Standard curve and multiplex real-time PCR

To obtain a standard curve, the 16S rRNA region of each target bacteria was cloned using a PCR cloning vector system (pGEM®-T easy vector system, Promega, Madison, WI, USA). Plasmid DNA sequences were determined using the Sanger sequencing tool. The purified plasmids were quantified with the TaqMan® real-time PCR system. Standard curves were prepared by using serial 10-fold dilutions from 102 to 109 of plasmid DNA. Plasmid standards were run in triplicate, and the mean values were used to calculate the copy numbers of bacteria. For all but 2 strains, qPCR was performed in a total volume of 20 µL using qPCR kits (2× TaqMan Multiplex Master Mix, Applied Biosystems, Foster City, CA, USA), which contained 2 µL of template, 400 nM primers, and 100 nM probe.

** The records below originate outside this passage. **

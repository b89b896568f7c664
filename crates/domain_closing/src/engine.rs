//! Closing engine
//!
//! Wires the scheduler, worker pool and completion channel together:
//!
//! ```text
//!  ClosingService::start ──► BatchScheduler ──► task channel ──► worker pool
//!                                 ▲                                   │
//!                                 └──── scheduler loop ◄── UnitCompleted
//! ```
//!
//! Workers never call the scheduler directly; they publish `UnitCompleted`
//! events that a single scheduler task consumes and turns into `advance` calls.

use async_trait::async_trait;
use serde::{Deserialize, Serialize};
use std::sync::Arc;
use tokio::sync::{mpsc, Mutex};
use tokio::task::JoinHandle;
use tracing::{debug, error, info, instrument, warn};

use core_kernel::{PortError, Precision, RunId, VoucherId};

use crate::aggregator::BalanceAggregator;
use crate::dimension::DimensionSet;
use crate::error::ClosingError;
use crate::events::{UnitCompleted, UnitTask, WorkerOutcome};
use crate::poster::LedgerPoster;
use crate::ports::{ClosingStore, JobQueue, LedgerPort, UnitCounts};
use crate::run::{ClosingPolicy, ProcessingUnit, VoucherRun};
use crate::scheduler::{AdvanceOutcome, BatchScheduler, DispatchMode, SchedulerConfig, DEFAULT_BATCH_SIZE};
use crate::worker::DateWorker;

/// Worker tasks spawned when the config names no other count
pub const DEFAULT_WORKER_COUNT: usize = 4;

/// Engine settings
#[derive(Debug, Clone)]
pub struct EngineConfig {
    /// Units of one run in flight at once
    pub batch_size: usize,
    /// Worker tasks consuming the job queue
    pub worker_count: usize,
    /// Deliveries of a unit before a transient failure is given up on
    pub max_deliveries: u32,
    pub dispatch: DispatchMode,
    pub scheduler_active: bool,
    pub precision: Precision,
    pub dimensions: DimensionSet,
}

impl Default for EngineConfig {
    fn default() -> Self {
        Self {
            batch_size: DEFAULT_BATCH_SIZE,
            worker_count: DEFAULT_WORKER_COUNT,
            max_deliveries: 3,
            dispatch: DispatchMode::Background,
            scheduler_active: true,
            precision: Precision::default(),
            dimensions: DimensionSet::standard(),
        }
    }
}

/// Job queue backed by the engine's task channel
#[derive(Debug, Clone)]
pub struct ChannelJobQueue {
    sender: mpsc::UnboundedSender<UnitTask>,
}

impl ChannelJobQueue {
    pub fn new(sender: mpsc::UnboundedSender<UnitTask>) -> Self {
        Self { sender }
    }
}

#[async_trait]
impl JobQueue for ChannelJobQueue {
    async fn enqueue(&self, task: UnitTask) -> Result<(), PortError> {
        self.sender
            .send(task)
            .map_err(|_| PortError::ServiceUnavailable {
                service: "closing job queue".to_string(),
            })
    }
}

/// A run with its unit counts
#[derive(Debug, Clone, PartialEq, Eq, Serialize, Deserialize)]
pub struct RunOverview {
    pub run: VoucherRun,
    pub counts: UnitCounts,
    /// Opening-balance units recorded for the run
    pub opening_units: usize,
}

/// Entry points of the closing job
#[derive(Clone)]
pub struct ClosingService {
    store: Arc<dyn ClosingStore>,
    ledger: Arc<dyn LedgerPort>,
    scheduler: Arc<BatchScheduler>,
}

impl ClosingService {
    pub fn new(
        store: Arc<dyn ClosingStore>,
        ledger: Arc<dyn LedgerPort>,
        scheduler: Arc<BatchScheduler>,
    ) -> Self {
        Self {
            store,
            ledger,
            scheduler,
        }
    }

    /// Creates a queued run for a voucher, with one unit per day and report type
    #[instrument(skip(self))]
    pub async fn create_run(
        &self,
        voucher_id: VoucherId,
        policy: ClosingPolicy,
    ) -> Result<VoucherRun, ClosingError> {
        let voucher = self
            .store
            .get_voucher(voucher_id)
            .await
            .map_err(|e| ClosingError::voucher_lookup(voucher_id, e))?;

        let opening_range = if policy.records_opening_balances() && voucher.is_first_closing {
            self.ledger.posting_date_range(&voucher.company).await?
        } else {
            None
        };

        let prepared = VoucherRun::prepare(&voucher, policy, opening_range);
        self.store.insert_run(&prepared).await?;

        info!(
            run_id = %prepared.run.id,
            units = prepared.units.len(),
            opening_units = prepared.opening_units.len(),
            "Closing run created"
        );
        Ok(prepared.run)
    }

    pub async fn start(&self, run_id: RunId) -> Result<AdvanceOutcome, ClosingError> {
        self.scheduler.start(run_id).await
    }

    pub async fn pause(&self, run_id: RunId) -> Result<u64, ClosingError> {
        self.scheduler.pause(run_id).await
    }

    pub async fn resume(&self, run_id: RunId) -> Result<AdvanceOutcome, ClosingError> {
        self.scheduler.resume(run_id).await
    }

    pub async fn advance(&self, run_id: RunId) -> Result<AdvanceOutcome, ClosingError> {
        self.scheduler.advance(run_id).await
    }

    /// The run with its unit counts
    pub async fn status(&self, run_id: RunId) -> Result<RunOverview, ClosingError> {
        let run = self
            .store
            .get_run(run_id)
            .await
            .map_err(|e| ClosingError::run_lookup(run_id, e))?;
        let counts = self.store.unit_counts(run_id).await?;
        let opening_units = self.store.opening_units(run_id).await?.len();
        Ok(RunOverview {
            run,
            counts,
            opening_units,
        })
    }

    /// Every unit of the run
    pub async fn units(&self, run_id: RunId) -> Result<Vec<ProcessingUnit>, ClosingError> {
        self.store
            .get_run(run_id)
            .await
            .map_err(|e| ClosingError::run_lookup(run_id, e))?;
        Ok(self.store.list_units(run_id).await?)
    }
}

/// Running engine: worker pool plus scheduler loop
pub struct ClosingEngine {
    service: ClosingService,
    handles: Vec<JoinHandle<()>>,
}

impl ClosingEngine {
    /// Builds the engine and spawns its tasks on the current runtime
    ///
    /// In inline mode no tasks are spawned; units run on the caller's task.
    pub fn spawn(store: Arc<dyn ClosingStore>, ledger: Arc<dyn LedgerPort>, config: EngineConfig) -> Self {
        let (task_tx, task_rx) = mpsc::unbounded_channel();
        let (done_tx, done_rx) = mpsc::unbounded_channel();
        let queue = Arc::new(ChannelJobQueue::new(task_tx));

        let worker = DateWorker::new(
            store.clone(),
            BalanceAggregator::new(ledger.clone()),
            config.dimensions.clone(),
        );
        let poster = LedgerPoster::new(
            store.clone(),
            ledger.clone(),
            config.dimensions.clone(),
            config.precision,
        );
        let scheduler = Arc::new(BatchScheduler::new(
            store.clone(),
            queue.clone(),
            worker.clone(),
            poster,
            SchedulerConfig {
                batch_size: config.batch_size,
                dispatch: config.dispatch,
                scheduler_active: config.scheduler_active,
            },
        ));

        let mut handles = Vec::new();
        if config.dispatch == DispatchMode::Background {
            let receiver = Arc::new(Mutex::new(task_rx));
            for index in 0..config.worker_count.max(1) {
                handles.push(tokio::spawn(worker_loop(
                    index,
                    worker.clone(),
                    receiver.clone(),
                    queue.clone(),
                    done_tx.clone(),
                    config.max_deliveries,
                )));
            }
            handles.push(tokio::spawn(scheduler_loop(scheduler.clone(), done_rx)));
            info!(workers = config.worker_count.max(1), "Closing engine started");
        }

        Self {
            service: ClosingService::new(store, ledger, scheduler),
            handles,
        }
    }

    pub fn service(&self) -> ClosingService {
        self.service.clone()
    }

    /// Stops the worker pool and scheduler loop
    ///
    /// Units in flight stay `Running` and are picked up by a later delivery.
    pub fn shutdown(self) {
        for handle in self.handles {
            handle.abort();
        }
        info!("Closing engine stopped");
    }
}

async fn worker_loop(
    index: usize,
    worker: DateWorker,
    receiver: Arc<Mutex<mpsc::UnboundedReceiver<UnitTask>>>,
    queue: Arc<ChannelJobQueue>,
    completions: mpsc::UnboundedSender<UnitCompleted>,
    max_deliveries: u32,
) {
    loop {
        let task = { receiver.lock().await.recv().await };
        let Some(task) = task else {
            debug!(worker = index, "Task channel closed, worker exiting");
            return;
        };

        match worker.process_individual_date(&task).await {
            Ok(WorkerOutcome::Completed(event)) => {
                if completions.send(event).is_err() {
                    warn!(worker = index, "Scheduler loop gone, completion dropped");
                }
            }
            Ok(WorkerOutcome::Skipped { .. }) => {}
            Err(err) if err.is_transient() && task.delivery < max_deliveries => {
                warn!(
                    worker = index,
                    unit = %task.key(),
                    delivery = task.delivery,
                    error = %err,
                    "Transient failure, redelivering unit"
                );
                if let Err(send_err) = queue.enqueue(task.redelivered()).await {
                    error!(unit = %task.key(), error = %send_err, "Redelivery failed, unit left running");
                }
            }
            Err(err) => {
                error!(
                    worker = index,
                    unit = %task.key(),
                    delivery = task.delivery,
                    error = %err,
                    "Unit failed and stays running"
                );
            }
        }
    }
}

async fn scheduler_loop(scheduler: Arc<BatchScheduler>, mut completions: mpsc::UnboundedReceiver<UnitCompleted>) {
    while let Some(event) = completions.recv().await {
        let run_id = event.key.run_id;
        match scheduler.advance(run_id).await {
            Ok(outcome) => debug!(%run_id, ?outcome, "Run advanced"),
            Err(err) => error!(%run_id, error = %err, "Advancing run failed"),
        }
    }
}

Except for the T. forsythia and P. intermedia strains, 900 nM primers and 100 nM probe were used. The qPCR conditions for the standard curves were as follows: denaturation at 95°C for 10 minutes, followed by 45 cycles of 95°C for 15 seconds, 50°C for 30 seconds, and 72°C for 30 seconds. A uracil-DNA glycosylase incubation step was performed before PCR cycling to prevent carryover contamination. qPCR was performed using a real-time PCR system (QuantStudio 6 Flex Real-Time PCR System, Thermo Fisher Scientific). The proper combination of primers and probes for the multiplex reaction was determined from the cycle threshold (Ct) values. Changes in Ct values between singleplex and multiplex reactions (ΔCt) were calculated and were <0.3. Finally, 3 multiplex reactions were generated per sample: total bacteria, A. actinomycetemcomitans, C. rectus, and E. corrodens in the first reaction; F. nucleatum, P. anaerobius, and P. gingivalis in the second reaction; and P. intermedia, T. forsythia, and T. denticola in the third reaction.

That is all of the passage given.